*** Available records Section Begins ***

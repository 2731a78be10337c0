//! String key-value access to the `kv` table.

use rusqlite::{params, OptionalExtension};

use crate::database::Database;
use crate::error::Result;

impl Database {
    pub fn get_value(&self, key: &str) -> Result<Option<String>> {
        let value = self
            .conn()
            .query_row("SELECT value FROM kv WHERE key = ?1", params![key], |row| {
                row.get(0)
            })
            .optional()?;
        Ok(value)
    }

    /// Insert or overwrite `key`.
    pub fn put_value(&self, key: &str, value: &str) -> Result<()> {
        self.conn().execute(
            "INSERT INTO kv (key, value) VALUES (?1, ?2)
             ON CONFLICT(key) DO UPDATE SET
                value = excluded.value,
                updated_at = strftime('%Y-%m-%dT%H:%M:%fZ', 'now')",
            params![key, value],
        )?;
        Ok(())
    }
}
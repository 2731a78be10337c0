use async_trait::async_trait;
use serde_json::Value;
use tokio::sync::mpsc;

use crate::error::{DirectoryError, Result};

/// Operations every directory backend provides.
///
/// Writes are last-write-wins with no compare-and-swap. Notifications are
/// delivered at least once and in order per subscription; two different
/// subscriptions carry no ordering guarantee relative to each other.
#[async_trait]
pub trait Directory: Send + Sync {
    /// One-shot read. Returns `Value::Null` when nothing is stored.
    async fn get(&self, path: &str) -> Result<Value>;

    /// Overwrite the value at `path`. Writing `null` removes it.
    async fn set(&self, path: &str, value: Value) -> Result<()>;

    async fn remove(&self, path: &str) -> Result<()>;

    /// Continuous subscription. The current value is delivered first,
    /// then every subsequent change.
    async fn subscribe(&self, path: &str) -> Result<Subscription>;

    /// One-shot query over the children of `path`, keeping those whose
    /// value at the relative `field` path equals `equals`. Results come in
    /// the backend's natural ordering.
    async fn query_children_eq(
        &self,
        path: &str,
        field: &str,
        equals: &Value,
    ) -> Result<Vec<(String, Value)>>;
}

/// Stream of values observed at one path. Dropping it cancels the
/// subscription on the backend.
#[derive(Debug)]
pub struct Subscription {
    rx: mpsc::UnboundedReceiver<Value>,
}

impl Subscription {
    pub fn new(rx: mpsc::UnboundedReceiver<Value>) -> Self {
        Self { rx }
    }

    /// Next observed value, or `None` once the backend ends the stream.
    pub async fn next(&mut self) -> Option<Value> {
        self.rx.recv().await
    }
}

/// Split a path into its segments, rejecting characters the realtime
/// database reserves. Empty segments (leading, trailing or doubled `/`)
/// are ignored, so `""` addresses the root.
pub fn split_path(path: &str) -> Result<Vec<String>> {
    path.split('/')
        .filter(|s| !s.is_empty())
        .map(|s| {
            if s.chars().any(|c| matches!(c, '.' | '#' | '$' | '[' | ']') || c.is_control()) {
                Err(DirectoryError::InvalidPath(path.to_string()))
            } else {
                Ok(s.to_string())
            }
        })
        .collect()
}
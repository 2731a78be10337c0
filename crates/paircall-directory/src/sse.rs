//! Incremental decoder for `text/event-stream` bodies and the realtime
//! database's streaming event vocabulary.

use serde_json::Value;

use crate::directory::split_path;
use crate::error::{DirectoryError, Result};
use crate::tree;

#[derive(Debug, Clone, PartialEq, Eq, Default)]
pub struct SseEvent {
    pub event: String,
    pub data: String,
}

/// Buffers raw bytes and yields complete events. Chunks may split lines,
/// and multi-byte characters, anywhere.
#[derive(Debug, Default)]
pub struct SseDecoder {
    buf: Vec<u8>,
    event: String,
    data: Vec<String>,
}

impl SseDecoder {
    pub fn feed(&mut self, chunk: &[u8]) -> Vec<SseEvent> {
        self.buf.extend_from_slice(chunk);
        let mut events = Vec::new();

        while let Some(pos) = self.buf.iter().position(|b| *b == b'\n') {
            let raw: Vec<u8> = self.buf.drain(..=pos).collect();
            let line = String::from_utf8_lossy(&raw);
            let line = line.trim_end_matches(['\n', '\r']);

            if line.is_empty() {
                if !self.event.is_empty() || !self.data.is_empty() {
                    events.push(SseEvent {
                        event: std::mem::take(&mut self.event),
                        data: std::mem::take(&mut self.data).join("\n"),
                    });
                }
                continue;
            }
            if line.starts_with(':') {
                continue;
            }
            let (field, value) = match line.split_once(':') {
                Some((f, v)) => (f, v.strip_prefix(' ').unwrap_or(v)),
                None => (line, ""),
            };
            match field {
                "event" => self.event = value.to_string(),
                "data" => self.data.push(value.to_string()),
                _ => {}
            }
        }

        events
    }
}

/// What a streaming event did to the cached value.
#[derive(Debug, Clone, Copy, PartialEq, Eq)]
pub enum StreamControl {
    Updated,
    Ignored,
    /// Server closed the stream for good (`cancel` or `auth_revoked`).
    Closed,
}

/// Apply one realtime database streaming event to `cache`.
///
/// `put` and `patch` carry `{"path": "/rel/path", "data": ...}` relative to
/// the subscribed location.
pub fn apply_event(cache: &mut Value, event: &SseEvent) -> Result<StreamControl> {
    match event.event.as_str() {
        "put" | "patch" => {
            let body: Value = serde_json::from_str(&event.data)?;
            let path = body
                .get("path")
                .and_then(Value::as_str)
                .ok_or_else(|| DirectoryError::UnexpectedResponse(event.data.clone()))?;
            let segs = split_path(path)?;
            let data = body.get("data").cloned().unwrap_or(Value::Null);

            if event.event == "put" {
                tree::set_at(cache, &segs, data);
            } else {
                match data {
                    Value::Object(patch) => tree::merge_at(cache, &segs, patch),
                    other => {
                        return Err(DirectoryError::UnexpectedResponse(format!(
                            "patch with non-object data: {other}"
                        )))
                    }
                }
            }
            Ok(StreamControl::Updated)
        }
        "cancel" | "auth_revoked" => Ok(StreamControl::Closed),
        _ => Ok(StreamControl::Ignored),
    }
}
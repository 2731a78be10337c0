//! Shared Directory boundary: the realtime key-value store clients use as
//! their only coordination medium.
//!
//! Values are JSON trees addressed by `/`-separated paths. `null` means
//! absent, as in a Firebase-style realtime database. Two backends are
//! provided: [`MemoryDirectory`], an in-process store that runs in its own
//! tokio task, and [`RestDirectory`], which speaks the realtime database
//! REST protocol with server-sent events for subscriptions.

pub mod directory;
pub mod error;
pub mod memory;
pub mod rest;
pub mod sse;
pub mod tree;

pub use directory::{Directory, Subscription};
pub use error::{DirectoryError, Result};
pub use memory::{Faults, MemoryDirectory};
pub use rest::RestDirectory;
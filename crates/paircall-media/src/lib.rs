//! Media Session Adapter: the narrow contract the matchmaker uses to drive
//! a peer-to-peer media transport.
//!
//! The transport engine itself lives outside this workspace. Engines report
//! locally generated descriptions, candidates and connectivity changes back
//! through a [`MediaObserver`], tagged with the [`SessionId`] they belong to
//! so events from a torn-down session can be told apart.

pub mod loopback;
pub mod session;
pub mod slot;

pub use loopback::{LoopbackEngine, MediaCall};
pub use session::{
    ConnectionState, DescriptionKind, MediaEngine, MediaError, MediaEvent, MediaObserver,
    MediaSession, SessionId,
};
pub use slot::{SessionRole, SessionSlot};
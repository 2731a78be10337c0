//! Database migration runner.
//!
//! Each migration is guarded by the `user_version` pragma so it runs
//! exactly once.

pub mod v001_initial;

use rusqlite::Connection;

use crate::error::{Result, StoreError};

/// Current schema version.
const CURRENT_VERSION: u32 = 1;

/// Run all pending migrations against the open connection.
pub fn run_migrations(conn: &Connection) -> Result<()> {
    let current: u32 = conn.pragma_query_value(None, "user_version", |row| row.get(0))?;

    tracing::debug!(
        current_version = current,
        target_version = CURRENT_VERSION,
        "checking database migrations"
    );

    if current < 1 {
        tracing::info!("applying migration v001_initial");
        v001_initial::up(conn).map_err(|e| StoreError::Migration(e.to_string()))?;
        conn.pragma_update(None, "user_version", 1)?;
    }

    Ok(())
}

#[cfg(test)]
mod tests {
    use super::*;

    #[test]
    fn migrations_are_idempotent() {
        let conn = Connection::open_in_memory().unwrap();
        run_migrations(&conn).unwrap();
        run_migrations(&conn).unwrap();

        let version: u32 = conn
            .pragma_query_value(None, "user_version", |row| row.get(0))
            .unwrap();
        assert_eq!(version, CURRENT_VERSION);
    }
}
use std::time::Duration;

use paircall_shared::constants::{
    DEFAULT_MATCH_TIMEOUT_MS, DEFAULT_SEARCH_RETRY_MAX_MS, DEFAULT_SEARCH_RETRY_MS,
};

/// Timing knobs for the matchmaker.
#[derive(Debug, Clone)]
pub struct MatchmakerConfig {
    /// Delay before the first repeat of a search that found nobody.
    pub search_retry: Duration,

    /// Cap for the doubling search backoff.
    pub search_retry_max: Duration,

    /// How long an offered or received match may stay unconnected before
    /// it is abandoned.
    pub match_timeout: Duration,
}

impl Default for MatchmakerConfig {
    fn default() -> Self {
        Self {
            search_retry: Duration::from_millis(DEFAULT_SEARCH_RETRY_MS),
            search_retry_max: Duration::from_millis(DEFAULT_SEARCH_RETRY_MAX_MS),
            match_timeout: Duration::from_millis(DEFAULT_MATCH_TIMEOUT_MS),
        }
    }
}
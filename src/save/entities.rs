use std::collections::HashMap;

use log::debug;

use crate::{dom::EntityDecl, error::SaveError};

/// The five entities every XML processor recognizes.
pub const PREDEFINED_ENTITIES: [(&str, char); 5] = [
    ("amp", '&'),
    ("lt", '<'),
    ("gt", '>'),
    ("quot", '"'),
    ("apos", '\''),
];

/// Return the name of the predefined entity for `c`.
pub fn predefined_entity(c: char) -> Option<&'static str> {
    PREDEFINED_ENTITIES
        .iter()
        .find_map(|&(name, ch)| (ch == c).then_some(name))
}

/// Mapping from characters to the entity names that always replace them in output.
///
/// Built once per serialization call.
#[derive(Debug, Clone, Default)]
pub struct EntityTable {
    declared: HashMap<char, String>,
    predefined_always: bool,
}

impl EntityTable {
    /// Build a table from document type declarations.
    ///
    /// Only entities whose replacement text is exactly one character are indexed.
    /// When two declarations replace the same character, the first one wins.
    /// If `predefined_always` is set, the five predefined entities are also looked up.
    ///
    /// # Errors
    /// [`SaveError::ConflictingEntityDefinition`] if a declaration reuses one of the
    /// predefined names for another character.
    pub fn build<'a>(
        declared: impl IntoIterator<Item = &'a EntityDecl>,
        predefined_always: bool,
    ) -> Result<Self, SaveError> {
        let mut table = HashMap::new();
        for decl in declared {
            let Some(c) = decl.single_char() else {
                continue;
            };
            if let Some(&(name, predefined)) = PREDEFINED_ENTITIES
                .iter()
                .find(|(name, _)| *name == decl.name())
            {
                if predefined != c {
                    return Err(SaveError::ConflictingEntityDefinition {
                        name: name.to_owned(),
                        predefined,
                        declared: c,
                    });
                }
            }
            // A reference to an entity replaced by markup characters cannot be re-read
            // as text, so such declarations are only honored under their predefined names.
            if matches!(c, '<' | '&') && predefined_entity(c) != Some(decl.name()) {
                continue;
            }
            table.entry(c).or_insert_with(|| decl.name().to_owned());
        }
        debug!("entity table built with {} declared entities", table.len());
        Ok(Self {
            declared: table,
            predefined_always,
        })
    }

    /// Look up the entity that replaces `c`.
    pub fn lookup(&self, c: char) -> Option<&str> {
        if let Some(name) = self.declared.get(&c) {
            return Some(name);
        }
        if self.predefined_always {
            return predefined_entity(c);
        }
        None
    }

    /// The number of indexed declared entities.
    pub fn len(&self) -> usize {
        self.declared.len()
    }

    pub fn is_empty(&self) -> bool {
        self.declared.is_empty()
    }
}

#[cfg(test)]
mod tests {
    use super::*;

    #[test]
    fn single_character_entities_only() {
        let decls = [
            EntityDecl::internal("euro", "€"),
            EntityDecl::internal("copy", "(c)"),
            EntityDecl::external("ext", None, "ext.ent"),
            EntityDecl::internal("eur", "€"),
        ];
        let table = EntityTable::build(&decls, false).unwrap();
        assert_eq!(table.len(), 1);
        assert_eq!(table.lookup('€'), Some("euro"));
        assert_eq!(table.lookup('c'), None);
        assert_eq!(table.lookup('<'), None);
    }

    #[test]
    fn predefined_lookup_follows_policy() {
        let always = EntityTable::build([], true).unwrap();
        assert_eq!(always.lookup('\''), Some("apos"));
        assert_eq!(always.lookup('&'), Some("amp"));
        let as_needed = EntityTable::build([], false).unwrap();
        assert_eq!(as_needed.lookup('\''), None);
    }

    #[test]
    fn redefinition_of_predefined_names() {
        let same = [EntityDecl::internal("gt", ">")];
        assert!(EntityTable::build(&same, false).is_ok());

        let conflict = [EntityDecl::internal("quot", "'")];
        let err = EntityTable::build(&conflict, false).unwrap_err();
        assert!(matches!(
            err,
            SaveError::ConflictingEntityDefinition { ref name, predefined: '"', declared: '\'' }
                if name == "quot"
        ));
    }

    #[test]
    fn markup_characters_need_predefined_names() {
        let decls = [EntityDecl::internal("less", "<"), EntityDecl::internal("lt", "<")];
        let table = EntityTable::build(&decls, false).unwrap();
        assert_eq!(table.lookup('<'), Some("lt"));
    }
}
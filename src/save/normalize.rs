//! Whitespace handling of element content.

use std::borrow::Cow;

use crate::dom::{Node, NodeRef, NodeType, character_data::CharacterData};

/// One item of element content after adjacent text nodes are merged.
#[derive(Clone)]
pub enum Content {
    Text(String),
    Node(NodeRef),
}

/// Coalesce consecutive text nodes into single text values.
///
/// Other nodes, CDATA sections included, pass through in their original order.
pub fn merge_adjacent_text(children: impl IntoIterator<Item = NodeRef>) -> Vec<Content> {
    let mut merged: Vec<Content> = vec![];
    for child in children {
        let text = match child {
            NodeRef::Text(text) => text,
            other => {
                merged.push(Content::Node(other));
                continue;
            }
        };
        if let Some(Content::Text(prev)) = merged.last_mut() {
            text.with_data(|data| prev.push_str(data));
        } else {
            merged.push(Content::Text(text.data()));
        }
    }
    merged
}

/// Replace every maximal run of characters matching `is_run` with one `normalized`.
///
/// A lone run character that is not `normalized` is replaced as well.
/// With `trim_start`/`trim_end`, a leading/trailing run is removed instead.
/// If nothing changes, `text` is returned without allocation.
pub fn collapse_runs<'a>(
    text: &'a str,
    is_run: impl Fn(char) -> bool,
    normalized: char,
    trim_start: bool,
    trim_end: bool,
) -> Cow<'a, str> {
    if !needs_collapse(text, &is_run, normalized, trim_start, trim_end) {
        return Cow::Borrowed(text);
    }

    let mut res = String::with_capacity(text.len());
    let mut in_run = false;
    for c in text.chars() {
        if is_run(c) {
            in_run = true;
            continue;
        }
        if in_run && !(trim_start && res.is_empty()) {
            res.push(normalized);
        }
        in_run = false;
        res.push(c);
    }
    if in_run && !trim_end && !(trim_start && res.is_empty()) {
        res.push(normalized);
    }
    Cow::Owned(res)
}

fn needs_collapse(
    text: &str,
    is_run: &impl Fn(char) -> bool,
    normalized: char,
    trim_start: bool,
    trim_end: bool,
) -> bool {
    if trim_start && text.starts_with(|c: char| is_run(c)) {
        return true;
    }
    if trim_end && text.ends_with(|c: char| is_run(c)) {
        return true;
    }
    let mut prev_in_run = false;
    for c in text.chars() {
        let in_run = is_run(c);
        if in_run && (prev_in_run || c != normalized) {
            return true;
        }
        prev_in_run = in_run;
    }
    false
}

/// Replace every line ending (`\r\n`, `\r` or `\n`) with `separator`.
pub fn normalize_line_endings<'a>(text: &'a str, separator: &str) -> Cow<'a, str> {
    if !text.contains('\r') && (separator == "\n" || !text.contains('\n')) {
        return Cow::Borrowed(text);
    }
    let mut res = String::with_capacity(text.len());
    let mut chars = text.chars().peekable();
    while let Some(c) = chars.next() {
        match c {
            '\r' => {
                chars.next_if_eq(&'\n');
                res.push_str(separator);
            }
            '\n' => res.push_str(separator),
            c => res.push(c),
        }
    }
    Cow::Owned(res)
}

/// Trim decision of a text item at `index` of merged content.
///
/// Trim the start if the text is the first item of a block container or follows
/// a block or break element. Trim the end if it is the last item of a block container
/// or precedes a block element.
pub fn trim_decision(
    content: &[Content],
    index: usize,
    parent_is_block: bool,
    is_block: impl Fn(&NodeRef) -> bool,
    is_break: impl Fn(&NodeRef) -> bool,
) -> (bool, bool) {
    let trim_start = match index.checked_sub(1).and_then(|prev| content.get(prev)) {
        None => parent_is_block,
        Some(Content::Node(prev)) => {
            prev.node_type() == NodeType::Element && (is_block(prev) || is_break(prev))
        }
        Some(Content::Text(_)) => false,
    };
    let trim_end = match content.get(index + 1) {
        None => parent_is_block,
        Some(Content::Node(next)) => {
            next.node_type() == NodeType::Element && is_block(next)
        }
        Some(Content::Text(_)) => false,
    };
    (trim_start, trim_end)
}

#[cfg(test)]
mod tests {
    use super::*;
    use crate::dom::DocumentRef;

    fn space(c: char) -> bool {
        matches!(c, ' ' | '\t' | '\n' | '\r')
    }

    #[test]
    fn collapse_interior_runs() {
        assert_eq!(collapse_runs("hello   world", space, ' ', false, false), "hello world");
        assert_eq!(collapse_runs("a\tb", space, ' ', false, false), "a b");
        assert_eq!(collapse_runs("  a  ", space, ' ', false, false), " a ");
        assert_eq!(collapse_runs("  a  ", space, ' ', true, false), "a ");
        assert_eq!(collapse_runs("  a  ", space, ' ', false, true), " a");
        assert_eq!(collapse_runs("  hello   world  ", space, ' ', true, true), "hello world");
    }

    #[test]
    fn collapse_only_runs() {
        assert_eq!(collapse_runs(" \n\t ", space, ' ', true, true), "");
        assert_eq!(collapse_runs(" \n\t ", space, ' ', false, false), " ");
        assert_eq!(collapse_runs(" \n\t ", space, ' ', true, false), "");
        assert_eq!(collapse_runs("", space, ' ', true, true), "");
    }

    #[test]
    fn collapse_without_change_borrows() {
        let text = "already normal text";
        assert!(matches!(
            collapse_runs(text, space, ' ', false, false),
            Cow::Borrowed(_)
        ));
        assert!(matches!(
            collapse_runs("a\nb", space, ' ', false, false),
            Cow::Owned(_)
        ));
    }

    #[test]
    fn collapse_result_has_no_long_runs() {
        for text in ["a  b\t\tc", "\n\n\nx", "x\r\n", "  ", "a b c", " \u{A0} "] {
            let res = collapse_runs(text, space, ' ', false, false);
            let chars = res.chars().collect::<Vec<_>>();
            assert!(chars.windows(2).all(|w| !(space(w[0]) && space(w[1]))));
            assert!(chars.iter().filter(|c| space(**c)).all(|c| *c == ' '));
        }
    }

    #[test]
    fn line_endings() {
        assert_eq!(normalize_line_endings("a\r\nb\rc\nd", "\n"), "a\nb\nc\nd");
        assert_eq!(normalize_line_endings("a\nb", "\r\n"), "a\r\nb");
        assert!(matches!(normalize_line_endings("a\nb", "\n"), Cow::Borrowed(_)));
    }

    #[test]
    fn merge_text_nodes() {
        let doc = DocumentRef::new();
        let children: Vec<NodeRef> = vec![
            doc.create_text_node("a").into(),
            doc.create_text_node("b").into(),
            doc.create_comment("c").into(),
            doc.create_cdata_section("d").into(),
            doc.create_text_node("e").into(),
        ];
        let merged = merge_adjacent_text(children);
        assert_eq!(merged.len(), 4);
        assert!(matches!(&merged[0], Content::Text(text) if text == "ab"));
        assert!(matches!(&merged[1], Content::Node(NodeRef::Comment(_))));
        assert!(matches!(&merged[2], Content::Node(NodeRef::CDATASection(_))));
        assert!(matches!(&merged[3], Content::Text(text) if text == "e"));
    }

    #[test]
    fn structural_trim() {
        let doc = DocumentRef::new();
        let block = doc.create_element("div").unwrap();
        let inline = doc.create_element("span").unwrap();
        let content = vec![
            Content::Text(" a ".into()),
            Content::Node(block.into()),
            Content::Text(" b ".into()),
            Content::Node(inline.into()),
            Content::Text(" c ".into()),
        ];
        let is_block = |node: &NodeRef| node.node_name().as_ref() == "div";
        let is_break = |_: &NodeRef| false;
        assert_eq!(trim_decision(&content, 0, false, is_block, is_break), (false, true));
        assert_eq!(trim_decision(&content, 2, false, is_block, is_break), (true, false));
        assert_eq!(trim_decision(&content, 4, false, is_block, is_break), (false, false));
        assert_eq!(trim_decision(&content, 4, true, is_block, is_break), (false, true));
    }
}
use std::{cell::RefCell, rc::Rc};

use super::{
    DOMException, NodeType, check_no_modification_allowed_err,
    document::{DocumentRef, DocumentWeakRef},
    node::{Node, NodeConnection, NodeRef, NodeWeakRef},
};

/// Implementation of [ProcessingInstruction](https://www.w3.org/TR/2004/REC-DOM-Level-3-Core-20040407/DOM3-Core.html#core-ID-1004215813)
/// interface on [1.5 Extended Interfaces: XML Module](https://www.w3.org/TR/2004/REC-DOM-Level-3-Core-20040407/DOM3-Core.html#core-ID-E067D597)
pub struct ProcessingInstruction {
    parent_node: Option<NodeWeakRef>,
    owner_document: DocumentWeakRef,
    /// Implementation of `target` attribute for `ProcessingInstruction`.
    /// as same as `nodeName` for `Node`.
    target: Rc<str>,
    /// Implementation of `data` attribute for `ProcessingInstruction`.
    data: Option<Rc<str>>,
}

/// Wrapper of `Rc<RefCell<ProcessingInstruction>>`.
#[derive(Clone)]
pub struct ProcessingInstructionRef(pub(super) Rc<RefCell<ProcessingInstruction>>);

impl ProcessingInstructionRef {
    /// Create new [`ProcessingInstructionRef`] whose ownerDocument is `doc`.
    ///
    /// This method does not validate `target`.
    pub(super) fn from_doc(doc: &DocumentRef, target: Rc<str>, data: Option<Rc<str>>) -> Self {
        Self(Rc::new(RefCell::new(ProcessingInstruction {
            parent_node: None,
            owner_document: doc.downgrade(),
            target,
            data,
        })))
    }

    /// Implementation of `target` attribute.
    ///
    /// # Specification
    /// ```text
    /// target of type DOMString, readonly
    ///     The target of this processing instruction. XML defines this as being the first
    ///     token following the markup that begins the processing instruction.
    /// ```
    pub fn target(&self) -> Rc<str> {
        self.0.borrow().target.clone()
    }

    /// Implementation of `data` attribute.
    ///
    /// # Specification
    /// ```text
    /// data of type DOMString
    ///     The content of this processing instruction. This is from the first non white
    ///     space character after the target to the character immediately preceding the ?>.
    /// ```
    pub fn data(&self) -> Option<Rc<str>> {
        self.0.borrow().data.clone()
    }

    /// Implementation of `data` attribute.
    pub fn set_data(&mut self, value: impl Into<Rc<str>>) -> Result<(), DOMException> {
        check_no_modification_allowed_err(&*self)?;
        self.0.borrow_mut().data = Some(value.into());
        Ok(())
    }
}

impl Node for ProcessingInstructionRef {
    fn node_name(&self) -> Rc<str> {
        self.target()
    }

    fn node_value(&self) -> Option<Rc<str>> {
        self.data()
    }

    fn node_type(&self) -> NodeType {
        NodeType::ProcessingInstruction
    }

    fn parent_node(&self) -> Option<NodeRef> {
        self.0
            .borrow()
            .parent_node
            .as_ref()
            .and_then(|par| par.upgrade())
    }

    fn owner_document(&self) -> Option<DocumentRef> {
        self.0.borrow().owner_document.upgrade()
    }

    fn is_same_node(&self, other: &NodeRef) -> bool {
        matches!(other, NodeRef::ProcessingInstruction(other) if Rc::ptr_eq(&self.0, &other.0))
    }
}

impl NodeConnection for ProcessingInstructionRef {
    fn set_parent_node(&mut self, new_parent: Option<NodeRef>) -> Option<NodeRef> {
        let new_parent = new_parent.and_then(|par| par.downgrade());
        std::mem::replace(&mut self.0.borrow_mut().parent_node, new_parent)
            .and_then(|old| old.upgrade())
    }
}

*** Available records Section Ends ***

Above are entries; state the number of lines among them that contain "take", and nothing else.

Response to the exercise: 2